──────── Given records ────────

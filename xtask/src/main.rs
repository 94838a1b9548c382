//! Development automation tasks for the `RestoreKit` workspace.
//!
//! Run with: `cargo xtask <command>`
//!
//! This is a CLI tool for developers, so `println!` and `eprintln!` are used
//! for user-facing output rather than structured logging.

#![allow(clippy::print_stdout, clippy::print_stderr)]

use std::env;
use std::process::{Command, ExitCode};

use anyhow::Context;

mod features;

fn main() -> ExitCode {
    let task = env::args().nth(1);

    let result = match task.as_deref() {
        Some("ci") => run_ci(),
        Some("fmt") => run_fmt(),
        Some("clippy") => run_clippy(),
        Some("test") => run_test(),
        Some("deny") => run_cargo_tool("deny", &["check"]),
        Some("audit") => run_cargo_tool("audit", &[]),
        Some("test-features") => features::test_feature_matrix(),
        Some("help") | None => {
            print_help();
            Ok(())
        }
        Some(unknown) => {
            eprintln!("Unknown task: {unknown}");
            eprintln!();
            print_help();
            Err(anyhow::anyhow!("Unknown task"))
        }
    };

    match result {
        Ok(()) => ExitCode::SUCCESS,
        Err(e) => {
            eprintln!("Task failed: {e}");
            ExitCode::FAILURE
        }
    }
}

fn print_help() {
    println!("RestoreKit Development Tasks");
    println!();
    println!("USAGE:");
    println!("    cargo xtask <TASK>");
    println!();
    println!("TASKS:");
    println!("    ci             Run all CI checks (fmt, clippy, feature matrix, test, deny, audit)");
    println!("    fmt            Check Rust code formatting");
    println!("    clippy         Run Clippy lints");
    println!("    test           Run all tests");
    println!("    test-features  Verify restorekit-common feature tiers compile");
    println!("    deny           Check dependencies with cargo-deny");
    println!("    audit          Audit dependencies for security vulnerabilities");
    println!("    help           Show this help message");
}

/// Run all CI checks in sequence
fn run_ci() -> anyhow::Result<()> {
    println!("==> Running CI checks...\n");

    println!("==> Step 1/6: Checking Rust format...");
    run_fmt()?;

    println!("\n==> Step 2/6: Running Clippy...");
    run_clippy()?;

    println!("\n==> Step 3/6: Checking feature tiers...");
    features::test_feature_matrix()?;

    println!("\n==> Step 4/6: Running tests...");
    run_test()?;

    println!("\n==> Step 5/6: Checking dependencies...");
    run_cargo_tool("deny", &["check"])?;

    println!("\n==> Step 6/6: Auditing dependencies...");
    run_cargo_tool("audit", &[])?;

    println!("\n✓ All CI checks passed!");
    Ok(())
}

fn run_fmt() -> anyhow::Result<()> {
    let status = Command::new("cargo").args(["fmt", "--all", "--", "--check"]).status()?;
    if !status.success() {
        anyhow::bail!("Format check failed. Run 'cargo fmt --all' to fix.");
    }
    Ok(())
}

fn run_clippy() -> anyhow::Result<()> {
    let status = Command::new("cargo")
        .args(["clippy", "--workspace", "--all-targets", "--all-features"])
        .status()?;
    if !status.success() {
        anyhow::bail!("Clippy run failed. See output above.");
    }
    Ok(())
}

/// Run all workspace tests, including the infra example build
fn run_test() -> anyhow::Result<()> {
    let status = Command::new("cargo").args(["test", "--workspace", "--all-features"]).status()?;
    if !status.success() {
        anyhow::bail!("Tests failed");
    }
    Ok(())
}

/// Run an optional cargo subcommand such as `cargo deny` or `cargo audit`.
fn run_cargo_tool(tool: &str, args: &[&str]) -> anyhow::Result<()> {
    let installed = Command::new("cargo")
        .args([tool, "--version"])
        .output()
        .is_ok_and(|output| output.status.success());
    if !installed {
        eprintln!("cargo-{tool} is not installed.");
        eprintln!("Install it with: cargo install cargo-{tool}");
        anyhow::bail!("cargo-{tool} not found");
    }

    let status = Command::new("cargo")
        .arg(tool)
        .args(args)
        .status()
        .with_context(|| format!("Failed to run cargo {tool}"))?;
    if !status.success() {
        anyhow::bail!("cargo-{tool} reported issues");
    }
    Ok(())
}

────────

__Required action__.
Every line above that holds the string "Development" should be copied into the answer.

__Task output__.
//! Development automation tasks for the `RestoreKit` workspace.
    println!("RestoreKit Development Tasks");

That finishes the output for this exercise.